Thursday, March 11, 2021

PRO AND CONQUISTADOR

Out now from the folks at The Film Detective:

Giant From the Unknown--The title character of this 1958 shocker is Vargas, an enormous, hulking, centuries-old Spanish conquistador who comes back from the dead. Played by former prizefighter Buddy Baer in a grotesque make-up by Universal master Jack Pierce, Vargas terrorizes the folks around California's Big Bear Lake.

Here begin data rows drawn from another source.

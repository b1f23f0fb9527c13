//! Logging configuration using tracing.
//!
//! The TUI owns the terminal, so all diagnostics go to a daily-rotated file.

use anyhow::{Context, Result};
use tracing_appender::rolling::{RollingFileAppender, Rotation};
use tracing_subscriber::{fmt, prelude::*, EnvFilter};

use crate::constants::{log_dir, DEFAULT_LOG_FILTER, LOG_ENV, LOG_FILE_NAME};

/// Initialize the logging subsystem.
///
/// Logs are written to `~/.local/share/trendscope/logs/`.
/// Log level is controlled by the `TRENDSCOPE_LOG` environment variable.
///
/// ```bash
/// TRENDSCOPE_LOG=debug trendscope
/// TRENDSCOPE_LOG=trendscope::api=trace trendscope
/// ```
pub fn init() -> Result<()> {
    let dir = log_dir();
    std::fs::create_dir_all(&dir)
        .with_context(|| format!("creating log directory {}", dir.display()))?;

    let file_appender = RollingFileAppender::new(Rotation::DAILY, &dir, LOG_FILE_NAME);

    let env_filter =
        EnvFilter::try_from_env(LOG_ENV).unwrap_or_else(|_| EnvFilter::new(DEFAULT_LOG_FILTER));

    tracing_subscriber::registry()
        .with(env_filter)
        .with(
            fmt::layer()
                .with_writer(file_appender)
                .with_ansi(false)
                .with_target(true)
                .with_thread_ids(false)
                .with_file(true)
                .with_line_number(true)
                .with_timer(fmt::time::ChronoLocal::new(
                    "%Y-%m-%d %H:%M:%S%.3f".to_string(),
                )),
        )
        .try_init()
        .context("installing tracing subscriber")?;

    tracing::info!("trendscope {} starting", env!("CARGO_PKG_VERSION"));
    tracing::info!("log directory: {}", dir.display());

    Ok(())
}
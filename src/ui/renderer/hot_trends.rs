//! Hot trends view: per-category counts and a 2x2 grid of trending lists.

use ratatui::{
    layout::{Constraint, Direction, Layout, Rect},
    style::{Modifier, Style},
    text::{Line, Span},
    widgets::Paragraph,
    Frame,
};

use crate::models::{ContentType, HotTrendItem};
use crate::ui::format::{category_or_unknown, hot_score};
use crate::ui::state::{AppState, LoadKey};
use crate::utils::{pad_to_width, truncate_str};

use super::helpers::{feed_message, panel, render_placeholder};

pub fn render_hot_trends(frame: &mut Frame, area: Rect, state: &AppState) {
    let chunks = Layout::default()
        .direction(Direction::Vertical)
        .constraints([Constraint::Length(4), Constraint::Min(8)])
        .split(area);

    render_counts(frame, chunks[0], state);

    let rows = Layout::default()
        .direction(Direction::Vertical)
        .constraints([Constraint::Ratio(1, 2); 2])
        .split(chunks[1]);
    let mut cells = Vec::with_capacity(4);
    for row in rows.iter() {
        let cols = Layout::default()
            .direction(Direction::Horizontal)
            .constraints([Constraint::Ratio(1, 2); 2])
            .split(*row);
        cells.extend(cols.iter().copied());
    }

    let loading = state.is_loading(LoadKey::HotTrends);
    let lists = state.hot_lists.data();
    for (ct, cell) in ContentType::HOT_TREND.iter().zip(cells) {
        let items = lists
            .and_then(|l| l.iter().find(|(c, _)| c == ct))
            .map(|(_, items)| items.as_slice());
        render_list(frame, cell, state, *ct, items, loading);
    }
}

fn render_counts(frame: &mut Frame, area: Rect, state: &AppState) {
    let t = &state.theme;
    let block = panel(
        t!("hot.stats_title").to_string(),
        state.hot_stats.is_demo(),
        t,
    );
    let inner = block.inner(area);
    frame.render_widget(block, area);

    if let Some(msg) = feed_message(&state.hot_stats, state.is_loading(LoadKey::HotTrends)) {
        render_placeholder(frame, inner, &msg, t);
        return;
    }
    let Some(stats) = state.hot_stats.data() else {
        return;
    };

    let cols = Layout::default()
        .direction(Direction::Horizontal)
        .constraints([Constraint::Ratio(1, 4); 4])
        .split(inner);
    for (ct, col) in ContentType::HOT_TREND.iter().zip(cols.iter()) {
        let line = Line::from(vec![
            Span::styled(format!(" {} ", ct.label()), Style::default().fg(t.text_dim)),
            Span::styled(
                stats.count(*ct).to_string(),
                Style::default()
                    .fg(t.series_color(*ct))
                    .add_modifier(Modifier::BOLD),
            ),
        ]);
        frame.render_widget(Paragraph::new(line), *col);
    }
}

fn render_list(
    frame: &mut Frame,
    area: Rect,
    state: &AppState,
    ct: ContentType,
    items: Option<&[HotTrendItem]>,
    loading: bool,
) {
    let t = &state.theme;
    let block = panel(
        t!("hot.list_title", kind = ct.label()).to_string(),
        state.hot_lists.is_demo(),
        t,
    );
    let inner = block.inner(area);
    frame.render_widget(block, area);

    let Some(items) = items else {
        let msg = feed_message(&state.hot_lists, loading)
            .unwrap_or_else(|| t!("hot.no_data").to_string());
        render_placeholder(frame, inner, &msg, t);
        return;
    };
    if items.is_empty() {
        render_placeholder(frame, inner, &t!("hot.no_data"), t);
        return;
    }

    let width = inner.width as usize;
    let title_width = width.saturating_sub(5 + 8);
    let mut lines: Vec<Line> = Vec::new();
    for (i, item) in items.iter().enumerate() {
        if lines.len() + 2 > inner.height as usize {
            break;
        }
        lines.push(Line::from(vec![
            Span::styled(
                format!(" {:>2} ", i + 1),
                t.badge_style(t.heat_color(item.heat_tier())),
            ),
            Span::raw(" "),
            Span::styled(
                pad_to_width(&truncate_str(&item.title, title_width), title_width),
                Style::default().fg(t.text_primary).add_modifier(Modifier::BOLD),
            ),
            Span::styled(
                format!("{:>7}", hot_score(item.hot_score)),
                Style::default().fg(t.heat_color(item.heat_tier())),
            ),
        ]));

        let mut meta = category_or_unknown(item.category.as_deref());
        if !item.origin().is_empty() {
            meta.push_str(" · ");
            meta.push_str(item.origin());
        }
        lines.push(Line::from(Span::styled(
            format!("      {}", truncate_str(&meta, width.saturating_sub(6))),
            Style::default().fg(t.text_dim),
        )));
    }

    frame.render_widget(Paragraph::new(lines), inner);
}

This late-show perennial was the first, and probably the best, of the low-budget features made around that time by a Hawaiian-born TV commercial director named Richard Cunha; others include Frankenstein's Daughter, She Demons and Missile to the Moon. It's not a great movie by a long shot, but it has some capable vets in the cast, notably Bob Steele as the prickly sheriff and the redoubtable Morris Ankrum as the archaeologist, and it uses the atmospheric locations well.

Many of us have a soft spot for this absurd little programmer, and this blu-ray release, referred to as a "Deluxe Edition," really is sort of deluxe. Along with a fine new transfer, the disc is packed with special features, including the jolly but obsessively detailed commentary of historian Tom Weaver, who tells us about everything from some rather sad, sordid background on Buddy Baer to a link between the film and the 1957 Kentucky Derby.

Weaver also frequently turns the chatter over to guests, ranging from Larry Blamire of The Lost Skeleton of Cadavra to the late director Cunha himself, in pre-recorded interviews. There's a second commentary track featuring Gary Crutcher, the young actor whose character was whimsically named "Charlie Brown" in the film, and there are documentary shorts about Crutcher and Steele.

Admittedly a bit of overkill for a film on this scale, but fans will find it a giant deal.